» What you will do:
Each line below that includes the word "String" adds one to the count; give that count and nothing else.

(Recorded data)
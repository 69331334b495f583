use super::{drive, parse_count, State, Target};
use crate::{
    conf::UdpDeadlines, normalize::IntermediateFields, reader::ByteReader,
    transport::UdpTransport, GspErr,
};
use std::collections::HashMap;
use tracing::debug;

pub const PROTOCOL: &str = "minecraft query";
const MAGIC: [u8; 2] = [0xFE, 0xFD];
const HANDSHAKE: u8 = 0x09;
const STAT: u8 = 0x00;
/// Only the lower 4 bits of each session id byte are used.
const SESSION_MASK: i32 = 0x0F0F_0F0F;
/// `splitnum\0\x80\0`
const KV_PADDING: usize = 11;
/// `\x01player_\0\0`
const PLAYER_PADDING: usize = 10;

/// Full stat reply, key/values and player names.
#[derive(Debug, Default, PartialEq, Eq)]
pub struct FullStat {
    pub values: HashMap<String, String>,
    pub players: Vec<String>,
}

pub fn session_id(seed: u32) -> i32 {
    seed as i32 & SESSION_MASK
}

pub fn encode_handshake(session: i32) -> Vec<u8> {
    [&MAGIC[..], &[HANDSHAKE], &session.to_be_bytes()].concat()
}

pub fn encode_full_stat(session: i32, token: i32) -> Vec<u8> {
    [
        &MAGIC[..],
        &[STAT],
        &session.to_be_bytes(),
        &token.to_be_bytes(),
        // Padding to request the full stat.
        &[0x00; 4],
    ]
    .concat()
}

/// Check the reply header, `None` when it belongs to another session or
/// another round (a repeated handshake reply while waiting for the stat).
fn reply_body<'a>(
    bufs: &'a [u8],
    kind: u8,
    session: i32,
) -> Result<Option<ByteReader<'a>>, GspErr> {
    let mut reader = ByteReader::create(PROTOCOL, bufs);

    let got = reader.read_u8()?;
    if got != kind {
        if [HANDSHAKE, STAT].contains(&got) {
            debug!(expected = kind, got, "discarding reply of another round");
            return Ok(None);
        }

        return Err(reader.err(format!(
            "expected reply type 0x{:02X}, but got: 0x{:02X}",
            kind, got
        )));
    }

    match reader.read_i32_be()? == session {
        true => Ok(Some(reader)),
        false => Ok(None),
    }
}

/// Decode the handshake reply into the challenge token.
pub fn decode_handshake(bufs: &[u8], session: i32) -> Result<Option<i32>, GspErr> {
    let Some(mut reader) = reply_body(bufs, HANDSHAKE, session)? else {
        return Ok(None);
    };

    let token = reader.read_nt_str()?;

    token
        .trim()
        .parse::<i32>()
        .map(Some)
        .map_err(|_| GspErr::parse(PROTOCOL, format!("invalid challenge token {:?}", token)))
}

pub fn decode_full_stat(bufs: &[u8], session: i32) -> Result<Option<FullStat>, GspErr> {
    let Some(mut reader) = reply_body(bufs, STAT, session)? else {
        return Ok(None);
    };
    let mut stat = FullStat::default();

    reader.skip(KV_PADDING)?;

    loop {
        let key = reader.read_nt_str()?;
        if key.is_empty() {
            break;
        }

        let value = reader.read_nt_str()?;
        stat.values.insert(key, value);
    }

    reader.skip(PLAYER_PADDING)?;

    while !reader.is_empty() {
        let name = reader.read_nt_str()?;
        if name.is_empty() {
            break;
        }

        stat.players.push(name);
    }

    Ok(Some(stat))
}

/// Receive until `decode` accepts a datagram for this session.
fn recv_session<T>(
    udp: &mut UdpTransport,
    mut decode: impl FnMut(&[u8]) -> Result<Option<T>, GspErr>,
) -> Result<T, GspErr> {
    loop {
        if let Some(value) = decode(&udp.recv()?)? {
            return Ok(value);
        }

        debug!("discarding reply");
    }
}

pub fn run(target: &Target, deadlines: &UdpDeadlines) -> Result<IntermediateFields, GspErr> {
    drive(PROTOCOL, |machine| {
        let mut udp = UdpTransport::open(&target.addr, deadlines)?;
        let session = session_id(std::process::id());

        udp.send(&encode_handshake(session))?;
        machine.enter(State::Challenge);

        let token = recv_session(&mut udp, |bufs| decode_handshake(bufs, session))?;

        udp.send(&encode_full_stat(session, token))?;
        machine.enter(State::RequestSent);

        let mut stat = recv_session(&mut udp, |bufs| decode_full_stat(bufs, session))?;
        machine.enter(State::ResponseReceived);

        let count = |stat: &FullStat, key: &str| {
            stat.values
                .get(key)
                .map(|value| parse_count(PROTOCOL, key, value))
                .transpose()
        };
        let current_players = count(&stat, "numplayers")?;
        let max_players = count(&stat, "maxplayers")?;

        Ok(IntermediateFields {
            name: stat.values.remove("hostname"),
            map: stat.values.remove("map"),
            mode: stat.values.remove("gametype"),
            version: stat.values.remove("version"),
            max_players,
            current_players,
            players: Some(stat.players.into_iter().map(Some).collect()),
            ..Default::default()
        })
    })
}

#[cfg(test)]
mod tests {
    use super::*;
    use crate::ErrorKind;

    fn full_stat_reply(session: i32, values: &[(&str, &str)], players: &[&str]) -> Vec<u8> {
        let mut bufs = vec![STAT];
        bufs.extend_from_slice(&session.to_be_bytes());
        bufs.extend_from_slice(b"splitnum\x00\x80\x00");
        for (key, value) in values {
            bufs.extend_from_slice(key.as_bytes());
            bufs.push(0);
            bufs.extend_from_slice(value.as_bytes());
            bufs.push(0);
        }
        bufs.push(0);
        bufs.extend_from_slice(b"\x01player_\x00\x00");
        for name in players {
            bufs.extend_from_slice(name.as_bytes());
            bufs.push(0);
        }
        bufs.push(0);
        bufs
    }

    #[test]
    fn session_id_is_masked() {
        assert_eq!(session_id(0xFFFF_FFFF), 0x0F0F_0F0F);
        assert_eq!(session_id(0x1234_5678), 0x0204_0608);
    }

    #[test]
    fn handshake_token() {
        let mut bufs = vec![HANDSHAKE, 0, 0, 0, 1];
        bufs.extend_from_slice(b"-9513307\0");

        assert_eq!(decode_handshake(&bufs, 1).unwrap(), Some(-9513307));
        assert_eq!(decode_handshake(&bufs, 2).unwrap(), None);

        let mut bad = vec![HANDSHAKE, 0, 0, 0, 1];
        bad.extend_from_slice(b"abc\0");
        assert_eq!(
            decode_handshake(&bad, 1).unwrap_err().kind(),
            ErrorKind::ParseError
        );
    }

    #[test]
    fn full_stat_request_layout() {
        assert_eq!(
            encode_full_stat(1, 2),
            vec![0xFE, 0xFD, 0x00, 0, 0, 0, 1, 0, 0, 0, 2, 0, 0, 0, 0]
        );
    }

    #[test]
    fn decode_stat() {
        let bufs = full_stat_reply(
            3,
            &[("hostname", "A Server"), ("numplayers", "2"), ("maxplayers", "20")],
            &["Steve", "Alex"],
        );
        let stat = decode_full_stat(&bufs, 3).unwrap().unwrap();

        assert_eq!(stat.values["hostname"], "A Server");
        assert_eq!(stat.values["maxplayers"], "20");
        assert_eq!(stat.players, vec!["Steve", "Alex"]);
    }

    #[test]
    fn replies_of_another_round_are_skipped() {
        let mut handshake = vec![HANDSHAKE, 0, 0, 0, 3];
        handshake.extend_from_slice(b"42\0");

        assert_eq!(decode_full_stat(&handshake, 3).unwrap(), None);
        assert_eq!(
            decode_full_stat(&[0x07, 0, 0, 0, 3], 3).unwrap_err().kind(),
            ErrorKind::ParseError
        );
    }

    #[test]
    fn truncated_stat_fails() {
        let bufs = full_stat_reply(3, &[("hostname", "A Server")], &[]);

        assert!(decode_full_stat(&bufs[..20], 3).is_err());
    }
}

» Completed exercise:
2